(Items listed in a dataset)

###

//! Text cleaning and vector normalization shared by the build and query paths.
//!
//! Cleaning prepares article text for the embedding service:
//! 1. Strip NUL bytes
//! 2. Normalize line endings to `\n`
//! 3. Truncate to `MAX_INPUT_CHARS` to stay under the model token limit
//! 4. Trim, and reject anything shorter than `MIN_INPUT_CHARS`

/// Maximum characters sent to the embedding service per text
pub const MAX_INPUT_CHARS: usize = 50_000;

/// Shorter texts carry no signal worth embedding
const MIN_INPUT_CHARS: usize = 5;

/// Added to the norm so zero vectors normalize to zero instead of NaN
pub const NORM_EPSILON: f32 = 1e-12;

/// Clean text for embedding. Returns `None` when nothing useful is left.
pub fn clean_text(text: &str) -> Option<String> {
    let text = text
        .replace('\0', "")
        .replace("\r\n", "\n")
        .replace('\r', "\n");

    let text = truncate_chars(&text, MAX_INPUT_CHARS);
    let text = text.trim();

    if text.chars().count() < MIN_INPUT_CHARS {
        return None;
    }

    Some(text.to_string())
}

/// Cut `text` to at most `max_chars` characters without splitting a UTF-8 sequence.
pub fn truncate_chars(text: &str, max_chars: usize) -> &str {
    match text.char_indices().nth(max_chars) {
        Some((byte_idx, _)) => &text[..byte_idx],
        None => text,
    }
}

/// Compute L2 norm of a vector.
pub fn l2_norm(v: &[f32]) -> f32 {
    v.iter().map(|x| x * x).sum::<f32>().sqrt()
}

/// Scale `v` to unit length in place, dividing by `norm + NORM_EPSILON`.
pub fn normalize(v: &mut [f32]) {
    let norm = l2_norm(v) + NORM_EPSILON;
    for x in v.iter_mut() {
        *x /= norm;
    }
}

pub fn normalized(mut v: Vec<f32>) -> Vec<f32> {
    normalize(&mut v);
    v
}

/// Inner product of two equally sized vectors.
pub fn dot(a: &[f32], b: &[f32]) -> f32 {
    a.iter().zip(b.iter()).map(|(x, y)| x * y).sum()
}

#[cfg(test)]
mod tests {
    use super::*;

    #[test]
    fn test_clean_strips_nul_and_line_endings() {
        let cleaned = clean_text("  hello\0 world\r\nsecond\rthird  ").unwrap();
        assert_eq!(cleaned, "hello world\nsecond\nthird");
    }

    #[test]
    fn test_clean_rejects_near_empty() {
        assert!(clean_text("").is_none());
        assert!(clean_text("   \n\t ").is_none());
        assert!(clean_text(" abcd ").is_none());
        assert!(clean_text("\0\0\0\0\0\0").is_none());
        assert_eq!(clean_text("abcde"), Some("abcde".to_string()));
    }

    #[test]
    fn test_clean_truncates_long_text() {
        let long = "é".repeat(MAX_INPUT_CHARS + 100);
        let cleaned = clean_text(&long).unwrap();
        assert_eq!(cleaned.chars().count(), MAX_INPUT_CHARS);
    }

    #[test]
    fn test_truncate_chars_multibyte() {
        assert_eq!(truncate_chars("héllo", 2), "hé");
        assert_eq!(truncate_chars("hi", 10), "hi");
        assert_eq!(truncate_chars("hi", 0), "");
    }

    #[test]
    fn test_normalize_unit_norm() {
        for v in [
            vec![3.0, 4.0],
            vec![1e-3, -2e-3, 5e-4],
            vec![100.0, 0.0, -100.0, 7.0],
        ] {
            let n = normalized(v);
            assert!((l2_norm(&n) - 1.0).abs() < 1e-5);
        }
    }

    #[test]
    fn test_normalize_zero_vector_stays_finite() {
        let n = normalized(vec![0.0; 8]);
        assert!(n.iter().all(|x| x.is_finite()));
        assert_eq!(l2_norm(&n), 0.0);
    }

    #[test]
    fn test_dot_of_unit_vectors_is_cosine() {
        let a = normalized(vec![1.0, 1.0]);
        let b = normalized(vec![1.0, 0.0]);
        assert!((dot(&a, &b) - std::f32::consts::FRAC_1_SQRT_2).abs() < 1e-5);
        assert!((dot(&a, &a) - 1.0).abs() < 1e-5);
    }
}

###

» PROBLEM STATEMENT
The answer must be the line containing "assert!((dot(&a, &b) - std::f32::consts::FRAC_1_SQRT_2).abs()" and every line after it through the end of the records, repeated exactly.

» TASK OUTPUT
        assert!((dot(&a, &b) - std::f32::consts::FRAC_1_SQRT_2).abs() < 1e-5);
        assert!((dot(&a, &a) - 1.0).abs() < 1e-5);
    }
}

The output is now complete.